Goal of the exercise => Using "None" as the search string, find the matching lines below and copy them.

[Collected data entries]
______________________________

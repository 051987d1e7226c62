//! Ralph Loop routes
//!
//! Start, inspect and control worker/reviewer loops of a project.

use axum::{
    extract::{Path, State},
    http::StatusCode,
    routing::{get, post},
    Json, Router,
};

use super::SuccessResponse;
use crate::ralph_loop::{RalphLoopState, StartRalphLoopInput};
use crate::server::error::{ApiError, ApiResult, JsonBody};
use crate::server::ServerAppState;

pub fn router() -> Router<ServerAppState> {
    Router::new()
        .route("/api/projects/:id/ralph-loop", get(list_loops))
        .route("/api/projects/:id/ralph-loop/start", post(start_loop))
        .route(
            "/api/projects/:id/ralph-loop/:task_id",
            get(get_loop).delete(delete_loop),
        )
        .route("/api/projects/:id/ralph-loop/:task_id/stop", post(stop_loop))
        .route("/api/projects/:id/ralph-loop/:task_id/pause", post(pause_loop))
        .route(
            "/api/projects/:id/ralph-loop/:task_id/resume",
            post(resume_loop),
        )
}

async fn list_loops(
    State(state): State<ServerAppState>,
    Path(id): Path<String>,
) -> ApiResult<Json<Vec<RalphLoopState>>> {
    state.project(&id)?;
    Ok(Json(state.ralph_loops.list(&id)?))
}

async fn start_loop(
    State(state): State<ServerAppState>,
    Path(id): Path<String>,
    JsonBody(input): JsonBody<StartRalphLoopInput>,
) -> ApiResult<(StatusCode, Json<RalphLoopState>)> {
    let project = state.project(&id)?;

    if state.agent_manager.is_active(&id) {
        return Err(ApiError::Conflict(
            "The project's agent is busy; stop it before starting a Ralph loop".to_string(),
        ));
    }

    let loop_state = state.ralph_loops.start(&project, input)?;
    Ok((StatusCode::CREATED, Json(loop_state)))
}

async fn get_loop(
    State(state): State<ServerAppState>,
    Path((id, task_id)): Path<(String, String)>,
) -> ApiResult<Json<RalphLoopState>> {
    state.project(&id)?;
    Ok(Json(state.ralph_loops.get(&id, &task_id)?))
}

async fn delete_loop(
    State(state): State<ServerAppState>,
    Path((id, task_id)): Path<(String, String)>,
) -> ApiResult<Json<SuccessResponse>> {
    state.project(&id)?;
    state.ralph_loops.delete(&id, &task_id)?;
    Ok(SuccessResponse::ok())
}

async fn stop_loop(
    State(state): State<ServerAppState>,
    Path((id, task_id)): Path<(String, String)>,
) -> ApiResult<Json<RalphLoopState>> {
    state.project(&id)?;
    Ok(Json(state.ralph_loops.stop(&id, &task_id)?))
}

async fn pause_loop(
    State(state): State<ServerAppState>,
    Path((id, task_id)): Path<(String, String)>,
) -> ApiResult<Json<RalphLoopState>> {
    state.project(&id)?;
    Ok(Json(state.ralph_loops.pause(&id, &task_id)?))
}

async fn resume_loop(
    State(state): State<ServerAppState>,
    Path((id, task_id)): Path<(String, String)>,
) -> ApiResult<Json<RalphLoopState>> {
    let project = state.project(&id)?;
    if state.agent_manager.is_active(&id) {
        return Err(ApiError::Conflict(
            "The project's agent is busy; stop it before resuming a Ralph loop".to_string(),
        ));
    }
    Ok(Json(state.ralph_loops.resume(&project, &task_id)?))
}
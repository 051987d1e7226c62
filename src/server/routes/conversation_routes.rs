//! Conversation history routes

use axum::{
    extract::{Path, State},
    http::StatusCode,
    routing::get,
    Json, Router,
};
use serde::Deserialize;

use super::{invalid, storage, SuccessResponse};
use crate::file_storage::conversations::{self, ConversationIndexEntry};
use crate::models::Conversation;
use crate::server::error::{ApiError, ApiResult, JsonBody};
use crate::server::ServerAppState;

pub fn router() -> Router<ServerAppState> {
    Router::new()
        .route(
            "/api/projects/:id/conversations",
            get(list_conversations).post(create_conversation),
        )
        .route(
            "/api/projects/:id/conversations/:cid",
            get(get_conversation)
                .patch(rename_conversation)
                .delete(delete_conversation),
        )
}

#[derive(Debug, Default, Deserialize)]
#[serde(rename_all = "camelCase")]
pub struct CreateConversationRequest {
    pub title: Option<String>,
}

#[derive(Debug, Deserialize)]
#[serde(rename_all = "camelCase")]
pub struct RenameConversationRequest {
    pub title: String,
}

fn require_conversation(
    state: &ServerAppState,
    project_id: &str,
    conversation_id: &str,
) -> ApiResult<Conversation> {
    invalid(conversations::get_conversation(
        &state.data_dir,
        project_id,
        conversation_id,
    ))?
    .ok_or_else(|| ApiError::NotFound(format!("Conversation not found: {}", conversation_id)))
}

async fn list_conversations(
    State(state): State<ServerAppState>,
    Path(id): Path<String>,
) -> ApiResult<Json<Vec<ConversationIndexEntry>>> {
    state.project(&id)?;
    Ok(Json(storage(conversations::list_conversations(
        &state.data_dir,
        &id,
    ))?))
}

async fn create_conversation(
    State(state): State<ServerAppState>,
    Path(id): Path<String>,
    body: Option<JsonBody<CreateConversationRequest>>,
) -> ApiResult<(StatusCode, Json<Conversation>)> {
    state.project(&id)?;
    let request = body.map(|JsonBody(b)| b).unwrap_or_default();
    let conversation = storage(conversations::create_conversation(
        &state.data_dir,
        &id,
        request.title.as_deref(),
    ))?;
    Ok((StatusCode::CREATED, Json(conversation)))
}

async fn get_conversation(
    State(state): State<ServerAppState>,
    Path((id, cid)): Path<(String, String)>,
) -> ApiResult<Json<Conversation>> {
    state.project(&id)?;
    Ok(Json(require_conversation(&state, &id, &cid)?))
}

async fn rename_conversation(
    State(state): State<ServerAppState>,
    Path((id, cid)): Path<(String, String)>,
    JsonBody(request): JsonBody<RenameConversationRequest>,
) -> ApiResult<Json<Conversation>> {
    state.project(&id)?;
    require_conversation(&state, &id, &cid)?;
    Ok(Json(invalid(conversations::rename_conversation(
        &state.data_dir,
        &id,
        &cid,
        &request.title,
    ))?))
}

async fn delete_conversation(
    State(state): State<ServerAppState>,
    Path((id, cid)): Path<(String, String)>,
) -> ApiResult<Json<SuccessResponse>> {
    state.project(&id)?;
    require_conversation(&state, &id, &cid)?;

    let status = state.agent_manager.status(&id);
    if status.status.is_active() && status.conversation_id.as_deref() == Some(cid.as_str()) {
        return Err(ApiError::Conflict(
            "The agent is working in this conversation".to_string(),
        ));
    }

    storage(conversations::delete_conversation(&state.data_dir, &id, &cid))?;
    Ok(SuccessResponse::ok())
}
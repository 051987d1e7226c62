// Claude Code output parsing
//
// Parses the stream-json format emitted by `claude --print --output-format
// stream-json --verbose`, one JSON object per line.

use serde::Serialize;
use serde_json::Value;

/// A single parsed event from the Claude CLI output stream
#[derive(Debug, Clone, PartialEq, Serialize)]
#[serde(tag = "type", rename_all = "snake_case")]
pub enum StreamEvent {
    /// `system/init`: carries the session ID used for `--resume`
    Init {
        session_id: Option<String>,
        model: Option<String>,
    },
    AssistantText {
        text: String,
    },
    ToolUse {
        id: String,
        name: String,
        input: Value,
    },
    ToolResult {
        tool_id: String,
        content: String,
        is_error: bool,
    },
    /// Final line of a run
    Result {
        subtype: String,
        session_id: Option<String>,
        result_text: Option<String>,
        cost_usd: Option<f64>,
        duration_ms: Option<u64>,
        is_error: bool,
    },
    /// Valid JSON with a type we do not handle
    Unknown {
        msg_type: String,
    },
    /// Non-JSON output line
    Raw {
        text: String,
    },
}

impl StreamEvent {
    pub fn session_id(&self) -> Option<&str> {
        match self {
            StreamEvent::Init { session_id, .. } | StreamEvent::Result { session_id, .. } => {
                session_id.as_deref()
            }
            _ => None,
        }
    }
}

fn str_field(json: &Value, key: &str) -> Option<String> {
    json.get(key).and_then(|v| v.as_str()).map(String::from)
}

/// Parse one output line. A single assistant message may contain several
/// content blocks, so one line can yield several events.
pub fn parse_line(line: &str) -> Vec<StreamEvent> {
    let trimmed = line.trim();
    if trimmed.is_empty() {
        return Vec::new();
    }

    let json: Value = match serde_json::from_str(trimmed) {
        Ok(json) => json,
        Err(_) => {
            return vec![StreamEvent::Raw {
                text: trimmed.to_string(),
            }]
        }
    };

    let msg_type = json.get("type").and_then(|v| v.as_str()).unwrap_or("");

    match msg_type {
        "system" => {
            let subtype = json.get("subtype").and_then(|v| v.as_str()).unwrap_or("");
            if subtype == "init" {
                vec![StreamEvent::Init {
                    session_id: str_field(&json, "session_id"),
                    model: str_field(&json, "model"),
                }]
            } else {
                vec![StreamEvent::Unknown {
                    msg_type: format!("system/{}", subtype),
                }]
            }
        }
        "assistant" => parse_content_blocks(&json, parse_assistant_block),
        "user" => parse_content_blocks(&json, parse_tool_result_block),
        "result" => {
            let subtype = str_field(&json, "subtype").unwrap_or_default();
            let is_error = json
                .get("is_error")
                .and_then(|v| v.as_bool())
                .unwrap_or(subtype != "success");
            vec![StreamEvent::Result {
                session_id: str_field(&json, "session_id"),
                result_text: str_field(&json, "result"),
                cost_usd: json
                    .get("total_cost_usd")
                    .or_else(|| json.get("cost_usd"))
                    .and_then(|v| v.as_f64()),
                duration_ms: json.get("duration_ms").and_then(|v| v.as_u64()),
                is_error,
                subtype,
            }]
        }
        other => vec![StreamEvent::Unknown {
            msg_type: other.to_string(),
        }],
    }
}

fn parse_content_blocks(
    json: &Value,
    parse_block: fn(&Value) -> Option<StreamEvent>,
) -> Vec<StreamEvent> {
    json.get("message")
        .and_then(|m| m.get("content"))
        .and_then(|c| c.as_array())
        .map(|blocks| blocks.iter().filter_map(parse_block).collect())
        .unwrap_or_default()
}

fn parse_assistant_block(item: &Value) -> Option<StreamEvent> {
    match item.get("type").and_then(|t| t.as_str()) {
        Some("text") => item
            .get("text")
            .and_then(|t| t.as_str())
            .filter(|t| !t.is_empty())
            .map(|text| StreamEvent::AssistantText {
                text: text.to_string(),
            }),
        Some("tool_use") => Some(StreamEvent::ToolUse {
            id: str_field(item, "id").unwrap_or_default(),
            name: str_field(item, "name").unwrap_or_else(|| "tool".to_string()),
            input: item.get("input").cloned().unwrap_or(Value::Null),
        }),
        _ => None,
    }
}

fn parse_tool_result_block(item: &Value) -> Option<StreamEvent> {
    if item.get("type").and_then(|t| t.as_str()) != Some("tool_result") {
        return None;
    }

    Some(StreamEvent::ToolResult {
        tool_id: str_field(item, "tool_use_id").unwrap_or_default(),
        content: tool_result_content(item.get("content")),
        is_error: item
            .get("is_error")
            .and_then(|e| e.as_bool())
            .unwrap_or(false),
    })
}

/// Tool result content is either a plain string or a list of text blocks
fn tool_result_content(content: Option<&Value>) -> String {
    match content {
        Some(Value::String(s)) => s.clone(),
        Some(Value::Array(parts)) => parts
            .iter()
            .filter_map(|p| p.get("text").and_then(|t| t.as_str()))
            .collect::<Vec<_>>()
            .join("\n"),
        Some(other) => other.to_string(),
        None => String::new(),
    }
}

/// Concatenate the assistant text of a run. Falls back to the final result
/// text when the run produced no assistant text blocks.
pub fn collect_text(events: &[StreamEvent]) -> String {
    let texts: Vec<&str> = events
        .iter()
        .filter_map(|e| match e {
            StreamEvent::AssistantText { text } => Some(text.as_str()),
            _ => None,
        })
        .collect();

    if !texts.is_empty() {
        return texts.join("\n");
    }

    events
        .iter()
        .rev()
        .find_map(|e| match e {
            StreamEvent::Result {
                result_text: Some(text),
                ..
            } => Some(text.clone()),
            _ => None,
        })
        .unwrap_or_default()
}

#[cfg(test)]
mod tests {
    use super::*;

    #[test]
    fn test_parse_init() {
        let events = parse_line(
            r#"{"type":"system","subtype":"init","session_id":"abc-123","model":"claude-sonnet-4-5","tools":[]}"#,
        );
        assert_eq!(
            events,
            vec![StreamEvent::Init {
                session_id: Some("abc-123".to_string()),
                model: Some("claude-sonnet-4-5".to_string()),
            }]
        );
        assert_eq!(events[0].session_id(), Some("abc-123"));
    }

    #[test]
    fn test_parse_assistant_with_text_and_tool() {
        let events = parse_line(
            r#"{"type":"assistant","message":{"content":[{"type":"text","text":"Reading file"},{"type":"tool_use","id":"toolu_1","name":"Read","input":{"file_path":"src/main.rs"}}]}}"#,
        );
        assert_eq!(events.len(), 2);
        assert_eq!(
            events[0],
            StreamEvent::AssistantText {
                text: "Reading file".to_string()
            }
        );
        match &events[1] {
            StreamEvent::ToolUse { id, name, input } => {
                assert_eq!(id, "toolu_1");
                assert_eq!(name, "Read");
                assert_eq!(input["file_path"], "src/main.rs");
            }
            other => panic!("unexpected event {:?}", other),
        }
    }

    #[test]
    fn test_parse_tool_result_array_content() {
        let events = parse_line(
            r#"{"type":"user","message":{"content":[{"type":"tool_result","tool_use_id":"toolu_1","content":[{"type":"text","text":"line 1"},{"type":"text","text":"line 2"}],"is_error":true}]}}"#,
        );
        assert_eq!(
            events,
            vec![StreamEvent::ToolResult {
                tool_id: "toolu_1".to_string(),
                content: "line 1\nline 2".to_string(),
                is_error: true,
            }]
        );
    }

    #[test]
    fn test_parse_result() {
        let events = parse_line(
            r#"{"type":"result","subtype":"success","is_error":false,"duration_ms":4200,"total_cost_usd":0.0123,"result":"All done","session_id":"abc-123"}"#,
        );
        match &events[0] {
            StreamEvent::Result {
                subtype,
                cost_usd,
                duration_ms,
                is_error,
                result_text,
                ..
            } => {
                assert_eq!(subtype, "success");
                assert_eq!(*cost_usd, Some(0.0123));
                assert_eq!(*duration_ms, Some(4200));
                assert!(!is_error);
                assert_eq!(result_text.as_deref(), Some("All done"));
            }
            other => panic!("unexpected event {:?}", other),
        }
    }

    #[test]
    fn test_non_json_and_blank_lines() {
        assert!(parse_line("   ").is_empty());
        assert_eq!(
            parse_line("Warning: something"),
            vec![StreamEvent::Raw {
                text: "Warning: something".to_string()
            }]
        );
        assert_eq!(
            parse_line(r#"{"type":"stream_event"}"#),
            vec![StreamEvent::Unknown {
                msg_type: "stream_event".to_string()
            }]
        );
    }

    #[test]
    fn test_collect_text() {
        let events = vec![
            StreamEvent::AssistantText {
                text: "first".to_string(),
            },
            StreamEvent::ToolUse {
                id: "t".to_string(),
                name: "Bash".to_string(),
                input: Value::Null,
            },
            StreamEvent::AssistantText {
                text: "second".to_string(),
            },
        ];
        assert_eq!(collect_text(&events), "first\nsecond");

        let only_result = vec![StreamEvent::Result {
            subtype: "success".to_string(),
            session_id: None,
            result_text: Some("final".to_string()),
            cost_usd: None,
            duration_ms: None,
            is_error: false,
        }];
        assert_eq!(collect_text(&only_result), "final");
    }
}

______________________________

Solved exercise =>
            _ => None,
        _ => None,
        return None;
        None => String::new(),
            _ => None,
            _ => None,
            session_id: None,
            cost_usd: None,
            duration_ms: None,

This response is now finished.